Martin turned in a memorable series of pen-and-brush drawings in his
distinctive spidery line style, which had a curiously improvisatory quality
that suited it well to the subject matter and made him as famous among jazz
fans as the musicians he portrayed. Martin's vivid drawing of a trumpet player
in the throes of creation, seen from a low left angle, became the logo of Clef
Records. And Granz too became as famous as any of his artists.
This, then, was
the formidable figure, a tall, good-looking, very famous self-made millionaire
at thirty-one, who came to hear Oscar Peterson at the Alberta Lounge, and took
him off to Carnegie Hall in September 1949.
In the aftermath
of the Carnegie concert, Granz, already Peterson's manager, had many offers for
the pianist's services.

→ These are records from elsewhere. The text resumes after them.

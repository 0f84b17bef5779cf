// SPDX-License-Identifier: MIT OR Apache-2.0
// Copyright (c) 2025 ciconf contributors

//! Duplicate job name tracking

use std::collections::HashMap;

use super::job::Job;

/// Remembers every job added to a [`super::Config`]
///
/// Adding the same job twice is fine; adding a *different* job under a name
/// already taken logs a warning, since only one definition can win in the
/// provider's job table.
#[derive(Debug, Clone, Default)]
pub struct NameRegistry {
    jobs: HashMap<String, Job>,
    duplicates: Vec<String>,
}

impl NameRegistry {
    pub fn new() -> Self {
        Self::default()
    }

    /// Record `job`, returning `false` if another definition holds its name
    pub fn register(&mut self, job: &Job) -> bool {
        match self.jobs.get(job.name()) {
            None => {
                self.jobs.insert(job.name().to_string(), job.clone());
                true
            }
            Some(existing) if existing == job => true,
            Some(_) => {
                if !self.duplicates.iter().any(|name| name == job.name()) {
                    tracing::warn!("Duplicate job name: `{}`", job.name());
                    self.duplicates.push(job.name().to_string());
                }
                false
            }
        }
    }

    pub fn contains(&self, name: &str) -> bool {
        self.jobs.contains_key(name)
    }

    /// Names that were reused by a different job, in discovery order
    pub fn duplicates(&self) -> &[String] {
        &self.duplicates
    }
}

#[cfg(test)]
mod tests {
    use super::*;

    #[test]
    fn test_same_job_twice_is_not_a_duplicate() {
        let mut registry = NameRegistry::new();
        let job = Job::new("build").checkout();

        assert!(registry.register(&job));
        assert!(registry.register(&job.clone()));
        assert!(registry.duplicates().is_empty());
        assert!(registry.contains("build"));
    }

    #[test]
    fn test_different_job_same_name() {
        let mut registry = NameRegistry::new();
        registry.register(&Job::new("build").checkout());

        assert!(!registry.register(&Job::new("build").run("make")));
        assert!(!registry.register(&Job::new("build").run("make all")));
        assert_eq!(registry.duplicates(), ["build".to_string()]);
    }

    #[test]
    fn test_registries_are_independent() {
        let mut first = NameRegistry::new();
        let second = NameRegistry::new();
        first.register(&Job::new("lint"));

        assert!(first.contains("lint"));
        assert!(!second.contains("lint"));
    }
}
// SPDX-License-Identifier: MIT OR Apache-2.0
// Copyright (c) 2025 ciconf contributors

//! Progressive cache keys
//!
//! Turns one templated key such as `v1-deps-{{ checksum "yarn.lock" }}`
//! into a fallback chain (`v1-deps-{{ ... }}`, `v1-deps-`, `v1-`) so a
//! restore can fall back to an older, more generic cache.

use crate::errors::{ConfigError, ConfigResult};

/// Build the ordered fallback chain for `key`, most specific first
///
/// Keys are split on `-`. Each fallback drops one more trailing segment and
/// keeps the trailing dash so it only matches keys that continued past it.
/// With a `base` the chain stops at `base`; without one it stops at the
/// first segment.
pub fn progressive_keys(key: &str, base: Option<&str>) -> ConfigResult<Vec<String>> {
    if key.is_empty() {
        return Err(ConfigError::invalid_argument("Cache key must not be empty"));
    }

    let base = base.unwrap_or_default();
    if !key.starts_with(base) {
        return Err(ConfigError::invalid_argument_with_help(
            format!("Base '{}' is not a prefix of cache key '{}'", base, key),
            "The base must be a literal prefix of the key, e.g. base `v1-deps` for key `v1-deps-{{ checksum \"lock\" }}`",
        ));
    }

    let rest = &key[base.len()..];
    let stem = rest.strip_prefix('-').unwrap_or(rest);
    let lead = &key[..key.len() - stem.len()];
    let segments: Vec<&str> = stem.split('-').collect();

    let mut keys = vec![key.to_string()];
    for end in (1..segments.len()).rev() {
        push_distinct(&mut keys, format!("{}{}-", lead, segments[..end].join("-")));
    }
    if !base.is_empty() {
        push_distinct(&mut keys, base.to_string());
    }

    Ok(keys)
}

fn push_distinct(keys: &mut Vec<String>, candidate: String) {
    if keys.last() != Some(&candidate) {
        keys.push(candidate);
    }
}
// SPDX-License-Identifier: MIT OR Apache-2.0
// Copyright (c) 2025 ciconf contributors

//! Container image executor
//!
//! The first declared image is the primary container the steps run in;
//! later images are service containers.

use serde::Serialize;
use std::collections::BTreeMap;

/// Registry credentials for a private image
#[derive(Debug, Clone, PartialEq, Eq, Serialize)]
pub struct Auth {
    pub username: String,
    pub password: String,
}

impl Auth {
    pub fn new(username: impl Into<String>, password: impl Into<String>) -> Self {
        Self {
            username: username.into(),
            password: password.into(),
        }
    }
}

/// AWS ECR credentials for a private image
#[derive(Debug, Clone, PartialEq, Eq, Serialize)]
pub struct AwsAuth {
    pub aws_access_key_id: String,
    pub aws_secret_access_key: String,
}

impl AwsAuth {
    pub fn new(access_key_id: impl Into<String>, secret_access_key: impl Into<String>) -> Self {
        Self {
            aws_access_key_id: access_key_id.into(),
            aws_secret_access_key: secret_access_key.into(),
        }
    }
}

/// A single container image declaration
#[derive(Debug, Clone, PartialEq, Eq, Serialize)]
pub struct Image {
    image: String,

    #[serde(skip_serializing_if = "Option::is_none")]
    name: Option<String>,

    #[serde(skip_serializing_if = "Option::is_none")]
    entrypoint: Option<Vec<String>>,

    #[serde(skip_serializing_if = "Option::is_none")]
    command: Option<Vec<String>>,

    #[serde(skip_serializing_if = "Option::is_none")]
    user: Option<String>,

    #[serde(skip_serializing_if = "Option::is_none")]
    environment: Option<BTreeMap<String, String>>,

    #[serde(skip_serializing_if = "Option::is_none")]
    auth: Option<Auth>,

    #[serde(skip_serializing_if = "Option::is_none")]
    aws_auth: Option<AwsAuth>,
}

impl Image {
    fn new(image: impl Into<String>) -> Self {
        Self {
            image: image.into(),
            name: None,
            entrypoint: None,
            command: None,
            user: None,
            environment: None,
            auth: None,
            aws_auth: None,
        }
    }

    /// Image reference, e.g. `circleci/node:latest`
    pub fn image(&self) -> &str {
        &self.image
    }
}

/// Executor running a job inside one or more containers
#[derive(Debug, Clone, Default, PartialEq, Eq)]
pub struct Docker {
    images: Vec<Image>,
}

impl Docker {
    /// Create an executor with no images declared yet
    pub fn new() -> Self {
        Self::default()
    }

    /// Shorthand for `Docker::new().image(image).done()`
    pub fn with_image(image: impl Into<String>) -> Self {
        Self::new().image(image).done()
    }

    /// Start describing an additional image
    pub fn image(&self, image: impl Into<String>) -> ImageBuilder {
        ImageBuilder {
            parent: self.clone(),
            image: Image::new(image),
        }
    }

    /// Declared images in order, primary first
    pub fn images(&self) -> &[Image] {
        &self.images
    }

    /// The image steps run in, if any was declared
    pub fn primary(&self) -> Option<&Image> {
        self.images.first()
    }
}

/// Describes one image; [`ImageBuilder::done`] hands back the executor
#[derive(Debug, Clone)]
#[must_use = "call `.done()` to add the image to the executor"]
pub struct ImageBuilder {
    parent: Docker,
    image: Image,
}

impl ImageBuilder {
    pub fn command<I, S>(mut self, command: I) -> Self
    where
        I: IntoIterator<Item = S>,
        S: Into<String>,
    {
        self.image.command = Some(command.into_iter().map(Into::into).collect());
        self
    }

    pub fn entrypoint<I, S>(mut self, entrypoint: I) -> Self
    where
        I: IntoIterator<Item = S>,
        S: Into<String>,
    {
        self.image.entrypoint = Some(entrypoint.into_iter().map(Into::into).collect());
        self
    }

    /// Replace the container environment
    pub fn environment<I, K, V>(mut self, environment: I) -> Self
    where
        I: IntoIterator<Item = (K, V)>,
        K: Into<String>,
        V: Into<String>,
    {
        self.image.environment = Some(
            environment
                .into_iter()
                .map(|(k, v)| (k.into(), v.into()))
                .collect(),
        );
        self
    }

    pub fn auth(mut self, auth: Auth) -> Self {
        self.image.auth = Some(auth);
        self
    }

    pub fn aws_auth(mut self, aws_auth: AwsAuth) -> Self {
        self.image.aws_auth = Some(aws_auth);
        self
    }

    /// Hostname other containers reach this one by
    pub fn name(mut self, name: impl Into<String>) -> Self {
        self.image.name = Some(name.into());
        self
    }

    pub fn user(mut self, user: impl Into<String>) -> Self {
        self.image.user = Some(user.into());
        self
    }

    /// Commit the image and return the resulting executor
    pub fn done(self) -> Docker {
        let mut parent = self.parent;
        parent.images.push(self.image);
        parent
    }
}

#[cfg(test)]
mod tests {
    use super::*;
    use serde_yaml::Value;

    #[test]
    fn test_with_image_is_primary() {
        let docker = Docker::with_image("circleci/node:latest");
        assert_eq!(docker.images().len(), 1);
        assert_eq!(docker.primary().unwrap().image(), "circleci/node:latest");
    }

    #[test]
    fn test_image_builder_sets_fields() {
        let docker = Docker::with_image("circleci/ruby:2.5")
            .image("postgres:10")
            .name("db")
            .user("postgres")
            .command(["postgres", "-c", "fsync=off"])
            .environment([("POSTGRES_DB", "test")])
            .auth(Auth::new("bot", "secret"))
            .done();

        let value = serde_yaml::to_value(&docker.images()[1]).unwrap();
        assert_eq!(value["image"], Value::from("postgres:10"));
        assert_eq!(value["name"], Value::from("db"));
        assert_eq!(value["user"], Value::from("postgres"));
        assert_eq!(value["command"], Value::from(vec!["postgres", "-c", "fsync=off"]));
        assert_eq!(value["environment"]["POSTGRES_DB"], Value::from("test"));
        assert_eq!(value["auth"]["username"], Value::from("bot"));
        assert!(value.get("entrypoint").is_none());
        assert!(value.get("aws_auth").is_none());
    }

    #[test]
    fn test_aws_auth_field_names() {
        let docker = Docker::new()
            .image("123.dkr.ecr.us-east-1.amazonaws.com/app")
            .aws_auth(AwsAuth::new("AKIA", "shh"))
            .done();

        let value = serde_yaml::to_value(&docker.images()[0]).unwrap();
        assert_eq!(value["aws_auth"]["aws_access_key_id"], Value::from("AKIA"));
        assert_eq!(value["aws_auth"]["aws_secret_access_key"], Value::from("shh"));
    }

    #[test]
    fn test_image_does_not_touch_parent() {
        let base = Docker::with_image("node:10");
        let extended = base.image("redis:4").done();

        assert_eq!(base.images().len(), 1);
        assert_eq!(extended.images().len(), 2);
        assert_eq!(extended.images()[1].image(), "redis:4");
    }
}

He passed them up, urging Oscar to return for the time
being to Canada .
He said, "I
think you've done it now, but let's just cool it. Let's do this properly. I
want to find out first what direction you want to go in. Then we'll sit down
and talk sensibly about the things I think you should be thinking about doing.
There's plenty of time. You've done it now, you've garnered the
attention."
And Oscar went
home to Canada - with a partner. Ray Brown.”